— Не знаю. Противотуманные фонари. Противоснежные. Что-нибудь такое.
Мне позарез нужно увериться, что там, в самолете, он был в безопасности. Заглянуть в иллюминаторы и увидеть, как в темноте, словно в фильме 50-х, сверкают белые и голубые проблески, а снег вихрится снаружи. Словно угадав мои мысли, Шон уточняет:
— Когда разгонялись, мужика на крыле не было. Я проверил.
— Что в Будапеште? Тоже снег?
— Да нет, — сказал он. — Послушай, Джина…
Если он называет меня по имени, значит, хочет поговорить про Иви. Не поговорить, а сообщить мне свои планы. Изменить что-либо не в моей власти.
— Да?
— Все придется перенести. Не знаю, успею ли я вернуться завтра к вечеру.
— Так когда же?
— Не знаю. Не позднее субботы, это точно. Если снега не будет.
— Как узнаешь, скажи мне, хорошо?
— Разумеется.
— Как Будапешт?
— Это где я сейчас?
Голос усталый. На заднем плане — новости по гостиничному телевизору.
— Прими-ка ты ванну, — советую я.
— Я не принимаю ванну.
— Как, вообще?
— Не в отелях. Неизвестно, кто тут побывал до меня.

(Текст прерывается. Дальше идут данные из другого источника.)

use serde::{Deserialize, Serialize};
use thiserror::Error;

/// Machine-readable failure category, surfaced to API callers as `kind`
#[derive(Debug, Clone, Copy, PartialEq, Eq, Serialize, Deserialize)]
#[serde(rename_all = "snake_case")]
pub enum ErrorKind {
    UnreadableDocument,
    DimensionMismatch,
    EmbeddingUnavailable,
    GenerationUnavailable,
    Timeout,
    ModelMismatch,
    Validation,
    Configuration,
    Storage,
    Internal,
}

impl ErrorKind {
    pub fn as_str(&self) -> &'static str {
        match self {
            Self::UnreadableDocument => "unreadable_document",
            Self::DimensionMismatch => "dimension_mismatch",
            Self::EmbeddingUnavailable => "embedding_unavailable",
            Self::GenerationUnavailable => "generation_unavailable",
            Self::Timeout => "timeout",
            Self::ModelMismatch => "model_mismatch",
            Self::Validation => "validation",
            Self::Configuration => "configuration",
            Self::Storage => "storage",
            Self::Internal => "internal",
        }
    }
}

impl std::fmt::Display for ErrorKind {
    fn fmt(&self, f: &mut std::fmt::Formatter<'_>) -> std::fmt::Result {
        f.write_str(self.as_str())
    }
}

/// Core domain errors
#[derive(Debug, Error)]
pub enum DomainError {
    #[error("Unreadable document: {message}")]
    UnreadableDocument { message: String },

    #[error("Dimension mismatch: expected {expected}, got {got}")]
    DimensionMismatch { expected: usize, got: usize },

    #[error("Embedding unavailable: {message}")]
    EmbeddingUnavailable { message: String },

    #[error("Generation unavailable: {message}")]
    GenerationUnavailable { message: String },

    #[error("Timed out: {operation} exceeded {seconds}s")]
    Timeout { operation: String, seconds: u64 },

    #[error("Model mismatch: index built with '{indexed}', configured '{configured}'")]
    ModelMismatch { indexed: String, configured: String },

    #[error("Validation error: {message}")]
    Validation { message: String },

    #[error("Configuration error: {message}")]
    Configuration { message: String },

    #[error("Storage error: {message}")]
    Storage { message: String },

    #[error("Internal error: {message}")]
    Internal { message: String },
}

impl DomainError {
    pub fn unreadable_document(message: impl Into<String>) -> Self {
        Self::UnreadableDocument {
            message: message.into(),
        }
    }

    pub fn dimension_mismatch(expected: usize, got: usize) -> Self {
        Self::DimensionMismatch { expected, got }
    }

    pub fn embedding_unavailable(message: impl Into<String>) -> Self {
        Self::EmbeddingUnavailable {
            message: message.into(),
        }
    }

    pub fn generation_unavailable(message: impl Into<String>) -> Self {
        Self::GenerationUnavailable {
            message: message.into(),
        }
    }

    pub fn timeout(operation: impl Into<String>, seconds: u64) -> Self {
        Self::Timeout {
            operation: operation.into(),
            seconds,
        }
    }

    pub fn model_mismatch(indexed: impl Into<String>, configured: impl Into<String>) -> Self {
        Self::ModelMismatch {
            indexed: indexed.into(),
            configured: configured.into(),
        }
    }

    pub fn validation(message: impl Into<String>) -> Self {
        Self::Validation {
            message: message.into(),
        }
    }

    pub fn configuration(message: impl Into<String>) -> Self {
        Self::Configuration {
            message: message.into(),
        }
    }

    pub fn storage(message: impl Into<String>) -> Self {
        Self::Storage {
            message: message.into(),
        }
    }

    pub fn internal(message: impl Into<String>) -> Self {
        Self::Internal {
            message: message.into(),
        }
    }

    /// Failure category of this error
    pub fn kind(&self) -> ErrorKind {
        match self {
            Self::UnreadableDocument { .. } => ErrorKind::UnreadableDocument,
            Self::DimensionMismatch { .. } => ErrorKind::DimensionMismatch,
            Self::EmbeddingUnavailable { .. } => ErrorKind::EmbeddingUnavailable,
            Self::GenerationUnavailable { .. } => ErrorKind::GenerationUnavailable,
            Self::Timeout { .. } => ErrorKind::Timeout,
            Self::ModelMismatch { .. } => ErrorKind::ModelMismatch,
            Self::Validation { .. } => ErrorKind::Validation,
            Self::Configuration { .. } => ErrorKind::Configuration,
            Self::Storage { .. } => ErrorKind::Storage,
            Self::Internal { .. } => ErrorKind::Internal,
        }
    }

    /// Whether the caller may reasonably retry the same operation later
    pub fn is_retryable(&self) -> bool {
        matches!(
            self,
            Self::EmbeddingUnavailable { .. }
                | Self::GenerationUnavailable { .. }
                | Self::Timeout { .. }
        )
    }
}

impl From<std::io::Error> for DomainError {
    fn from(err: std::io::Error) -> Self {
        Self::storage(err.to_string())
    }
}

#[cfg(test)]
mod tests {
    use super::*;

    #[test]
    fn test_unreadable_document_error() {
        let error = DomainError::unreadable_document("not a PDF");
        assert_eq!(error.to_string(), "Unreadable document: not a PDF");
        assert_eq!(error.kind(), ErrorKind::UnreadableDocument);
    }

    #[test]
    fn test_dimension_mismatch_error() {
        let error = DomainError::dimension_mismatch(384, 768);
        assert_eq!(
            error.to_string(),
            "Dimension mismatch: expected 384, got 768"
        );
        assert!(!error.is_retryable());
    }

    #[test]
    fn test_backend_errors_are_retryable() {
        assert!(DomainError::embedding_unavailable("down").is_retryable());
        assert!(DomainError::generation_unavailable("down").is_retryable());
        assert!(DomainError::timeout("question", 30).is_retryable());
        assert!(!DomainError::validation("bad").is_retryable());
    }

    #[test]
    fn test_kind_serialization() {
        assert_eq!(
            serde_json::to_string(&ErrorKind::GenerationUnavailable).unwrap(),
            "\"generation_unavailable\""
        );
        assert_eq!(ErrorKind::UnreadableDocument.to_string(), "unreadable_document");
    }
}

Его слова я воспринимаю после паузы, с отсрочкой. Я прислушиваюсь не к ним, а к фону, к дыханию Шона, тембру его голоса, который для меня — почти то же, что фактура его кожи. Действует на меня так же. Или даже сильнее. Я ближе к нему, когда слушаю, чем когда прикасаюсь.
— Можно протереть, — подсказываю я.
Так бы и жила на телефоне.
Иви, оказывается… но эта часть разговора от меня ускользнула. Едва Шон произнес: «В субботу утром Иви…» — мой мозг запищал: «Пип-пип, который час, ой, как красиво», и я выглянула в сад, вдали переливался зеленым и красным светофор, нарядный и никому не нужный над безлюдной полосой снега, где уже заносило следы шин. Поэтому что там у Иви было — не поняла, урок верховой езды, встреча с подружкой, школьный спектакль, визит к дантисту, а это означало — «пип, пиииип», — что Шон должен забрать ее в пятницу из центра, или из Эннискерри, или возле школы, если занятия не отменят, но Шон не сможет, потому что еще не вернется, и я ответила: «Да, конечно» — и лишь потом, положив трубку, сообразила: Шон сказал мне что-то новое. Он сказал, что в силу обстоятельств, мечущихся стайкой вспугнутых воробьев у меня в мозгу, за Иви поеду я, пока он будет лететь домой.
Расчудесно.
Эйлин, само собой, беспокоить не полагается. Нельзя еще больше унижать брошенную жену. Эйлин не может позвонить в дверь моего дома или встретиться где-то, чтобы передать мне своего ребенка. Ее ребенка. Мне. Это немыслимо. Все равно что умереть. А никто не желает Эйлин такой смерти.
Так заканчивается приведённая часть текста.